27 years and co... (not verified)

Submitted on 6 September, 2017 - 15:04
A lot of folk (even me) have been had...Private v Public(Civil) Service...you can not equate the both, the closest are PS/CS services flogged off or some white collar companies .... if everything was made private (Tory heaven) yes the work will still need to be done, and no doubt wages in some areas would be squeezed (see USA models for this) to provide profit for shareholders or a minority owner (even charities!)...and from all of this the public would be "lucky" to get 1p knocked off income tax... false econ...as we get taxed to the hilt everywhere else.
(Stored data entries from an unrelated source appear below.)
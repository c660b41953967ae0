//! File-based audit backend.
//!
//! Appends one JSON-lines entry per audit-worthy decision. The file is
//! opened in append-only mode — no update or delete is ever performed.
//!
//! # Thread safety
//!
//! A blocking `std::sync::Mutex` around the file handle serializes writes.
//! This is acceptable because audit writes are infrequent relative to
//! request throughput and the critical section is a single small `write`.

use std::fs::{File, OpenOptions};
use std::io::Write;
use std::path::{Path, PathBuf};
use std::sync::Mutex;
use std::time::{SystemTime, UNIX_EPOCH};

use serde::Serialize;

use crate::plugin::{AuditHook, KeyAccess, SvcAccess};

#[derive(Serialize)]
struct AuditLine<'a> {
    ts: u64,
    origin: &'a str,
    kind: &'static str,
    outcome: &'static str,
    client_id: &'a str,
    subject: &'a str,
    action: Option<&'a str>,
}

/// Audit hook that writes JSON-lines to a file, in addition to the default
/// `tracing` emission every deployment gets for free.
pub struct FileAuditHook {
    path: PathBuf,
    file: Mutex<Option<File>>,
}

impl FileAuditHook {
    /// Create a hook writing to `path`. The file is opened (or created)
    /// lazily on first write.
    #[must_use]
    pub fn new(path: impl AsRef<Path>) -> Self {
        Self {
            path: path.as_ref().to_path_buf(),
            file: Mutex::new(None),
        }
    }

    fn write_line(&self, line: &AuditLine<'_>) {
        let Ok(mut json) = serde_json::to_vec(line) else {
            return;
        };
        json.push(b'\n');

        let Ok(mut guard) = self.file.lock() else {
            return;
        };
        if guard.is_none() {
            *guard = OpenOptions::new().create(true).append(true).open(&self.path).ok();
        }
        if let Some(file) = guard.as_mut() {
            let _ = file.write_all(&json);
            let _ = file.flush();
        }
    }
}

fn now_unix() -> u64 {
    SystemTime::now().duration_since(UNIX_EPOCH).map(|d| d.as_secs()).unwrap_or(0)
}

impl AuditHook for FileAuditHook {
    fn audit_svc_access(&self, origin: &str, outcome: SvcAccess, client_id: &str, path: &str) {
        let outcome = match outcome {
            SvcAccess::AuthPass => "auth_pass",
            SvcAccess::AuthFail => "auth_fail",
            SvcAccess::AuthzPass => "authz_pass",
            SvcAccess::AuthzFail => "authz_fail",
        };
        self.write_line(&AuditLine {
            ts: now_unix(),
            origin,
            kind: "svc_access",
            outcome,
            client_id,
            subject: path,
            action: None,
        });
    }

    fn audit_key_access(
        &self,
        origin: &str,
        outcome: KeyAccess,
        client_id: &str,
        key: &str,
        action: &str,
    ) {
        let outcome = match outcome {
            KeyAccess::Allowed => "allowed",
            KeyAccess::Denied => "denied",
        };
        self.write_line(&AuditLine {
            ts: now_unix(),
            origin,
            kind: "key_access",
            outcome,
            client_id,
            subject: key,
            action: Some(action),
        });
    }
}

impl std::fmt::Debug for FileAuditHook {
    fn fmt(&self, f: &mut std::fmt::Formatter<'_>) -> std::fmt::Result {
        f.debug_struct("FileAuditHook").field("path", &self.path).finish_non_exhaustive()
    }
}

#[cfg(test)]
#[allow(clippy::unwrap_used)]
mod tests {
    use super::*;
    use std::io::Read as _;

    #[test]
    fn writes_one_json_line_per_event() {
        let dir = tempfile_dir();
        let path = dir.join("audit.log");
        let hook = FileAuditHook::new(&path);

        hook.audit_svc_access("PathAuthz", SvcAccess::AuthzPass, "client-1", "/secrets/alice/");
        hook.audit_key_access("Secrets", KeyAccess::Allowed, "client-1", "keys/alice/k1", "get");

        let mut contents = String::new();
        File::open(&path).unwrap().read_to_string(&mut contents).unwrap();
        assert_eq!(contents.lines().count(), 2);
        assert!(contents.contains("authz_pass"));
        assert!(contents.contains("\"action\":\"get\""));
    }

    fn tempfile_dir() -> PathBuf {
        let dir = std::env::temp_dir().join(format!("custodia-audit-test-{:?}", std::thread::current().id()));
        let _ = std::fs::create_dir_all(&dir);
        dir
    }
}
The debate about "wages" is an old stick that comes out when a Govt has no cash and also on ones own opinion and state of circumstances at that time...as everyone has there "own story" on working for CS/PS good and bad and its the same for Private workers...so I am under no illusion one person will be happy with their lot whilst another will not be..this happens in life whether you work at MacDonalds or HMRC. I joined the CS as it had many benefits and I knew the money was actually less than my mates (at the time) working in private companies, but I had many non monetary perks and indeed still has (even after many things eroded over time) BUT..everyone would like more money to have a living and not just get by so is it not "fair" to at least have a wage linked to inflation as a minimum?? no matter your level at work... In somes cases the "Living Wage" is/was below some CS/PS current wages, this is why (for example)DWP staff got a wage increase above 1% (although with many cavates I may add and this was using the departments overall 1% wage bill, just spread about from the pot and smaller bonus incentives)..as many staff were below the new minimum wage!!.. As for SCSs well I won't like to do there job and most have no or little life as CS/PS demands (I have seen this myself..again many would say "My heart bleeds for them"..well indeed, but thats the way "our own" stories work)...SCSs are a minority and we don't live in a socialist paridise so people get paid more (and less) ...so get over it, paying these people less won't mean cheaper utilties (private) or rent (in some cases as again private landlords)...pay for the majority is rubbish and always has been and always will be unless something drastic happens...so be happy as that 1% tax decrease gets you to cover the additional increases in other taxes that are actually 5%...we've all been had so what you gonna do about it??